# YOUR GOAL
Please write out exactly the lines of the data below from the line holding "#[serde(untagged)]" through the line holding "pub fn ok(id: Option<RpcId>, result: Value)", and leave out the rest.

### INFORMATION SHOWN ###

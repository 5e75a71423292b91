//! JSON-RPC 2.0 envelope (§3, §6). The request `id` is a closed sum of
//! integer or string, round-tripping with numeric ids preserved as numeric
//! (§8 property 6) rather than collapsed to strings.

use serde::{Deserialize, Serialize};
use serde_json::{Map, Value};

#[derive(Debug, Clone, PartialEq, Serialize, Deserialize)]
#[serde(untagged)]
pub enum RpcId {
    Number(i64),
    String(String),
}

#[derive(Debug, Deserialize)]
pub struct RpcRequest {
    pub jsonrpc: String,
    pub method: String,
    #[serde(default)]
    pub id: Option<RpcId>,
    #[serde(default)]
    pub params: Map<String, Value>,
}

impl RpcRequest {
    /// A request with no `id` is a notification (§3); this service's wire
    /// contract has clients always send requests (never notifications) but
    /// the dispatcher honors the JSON-RPC rule regardless.
    pub fn is_notification(&self) -> bool {
        self.id.is_none()
    }
}

#[derive(Debug, Serialize)]
pub struct RpcResponse {
    pub jsonrpc: &'static str,
    pub id: Option<RpcId>,
    #[serde(skip_serializing_if = "Option::is_none")]
    pub result: Option<Value>,
    #[serde(skip_serializing_if = "Option::is_none")]
    pub error: Option<RpcErrorBody>,
}

#[derive(Debug, Serialize)]
pub struct RpcErrorBody {
    pub code: i64,
    pub message: String,
    #[serde(skip_serializing_if = "Option::is_none")]
    pub data: Option<Value>,
}

impl RpcResponse {
    pub fn ok(id: Option<RpcId>, result: Value) -> Self {
        Self { jsonrpc: "2.0", id, result: Some(result), error: None }
    }

    pub fn err(id: Option<RpcId>, code: i64, message: impl Into<String>) -> Self {
        Self {
            jsonrpc: "2.0",
            id,
            result: None,
            error: Some(RpcErrorBody { code, message: message.into(), data: None }),
        }
    }

    /// Standard JSON-RPC parse error (§7): produced only when the `id`
    /// could not even be recovered from a malformed frame. Callers that can
    /// recover no id close the connection instead of sending this.
    pub fn parse_error() -> Self {
        Self::err(None, -32700, "parse error")
    }
}

/// Server-initiated notification (§3, §4.9): a request-shaped message with
/// no `id`, used for `camera_status_update` / `recording_status_update`
/// broadcasts.
#[derive(Debug, Serialize)]
pub struct RpcNotification {
    pub jsonrpc: &'static str,
    pub method: &'static str,
    pub params: Value,
}

#[cfg(test)]
mod tests {
    use super::*;

    #[test]
    fn numeric_id_round_trips_as_numeric() {
        let req: RpcRequest = serde_json::from_str(r#"{"jsonrpc":"2.0","method":"ping","id":7}"#).unwrap();
        assert_eq!(req.id, Some(RpcId::Number(7)));

        let resp = RpcResponse::ok(req.id, Value::Null);
        let json = serde_json::to_value(&resp).unwrap();
        assert_eq!(json["id"], serde_json::json!(7));
    }

    #[test]
    fn string_id_round_trips_as_string() {
        let req: RpcRequest = serde_json::from_str(r#"{"jsonrpc":"2.0","method":"ping","id":"abc"}"#).unwrap();
        assert_eq!(req.id, Some(RpcId::String("abc".to_string())));
    }

    #[test]
    fn missing_id_is_a_notification() {
        let req: RpcRequest = serde_json::from_str(r#"{"jsonrpc":"2.0","method":"ping"}"#).unwrap();
        assert!(req.is_notification());
    }
}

###

# FINISHED TASK
#[serde(untagged)]
pub enum RpcId {
    Number(i64),
    String(String),
}

#[derive(Debug, Deserialize)]
pub struct RpcRequest {
    pub jsonrpc: String,
    pub method: String,
    #[serde(default)]
    pub id: Option<RpcId>,
    #[serde(default)]
    pub params: Map<String, Value>,
}

impl RpcRequest {
    /// A request with no `id` is a notification (§3); this service's wire
    /// contract has clients always send requests (never notifications) but
    /// the dispatcher honors the JSON-RPC rule regardless.
    pub fn is_notification(&self) -> bool {
        self.id.is_none()
    }
}

#[derive(Debug, Serialize)]
pub struct RpcResponse {
    pub jsonrpc: &'static str,
    pub id: Option<RpcId>,
    #[serde(skip_serializing_if = "Option::is_none")]
    pub result: Option<Value>,
    #[serde(skip_serializing_if = "Option::is_none")]
    pub error: Option<RpcErrorBody>,
}

#[derive(Debug, Serialize)]
pub struct RpcErrorBody {
    pub code: i64,
    pub message: String,
    #[serde(skip_serializing_if = "Option::is_none")]
    pub data: Option<Value>,
}

impl RpcResponse {
    pub fn ok(id: Option<RpcId>, result: Value) -> Self {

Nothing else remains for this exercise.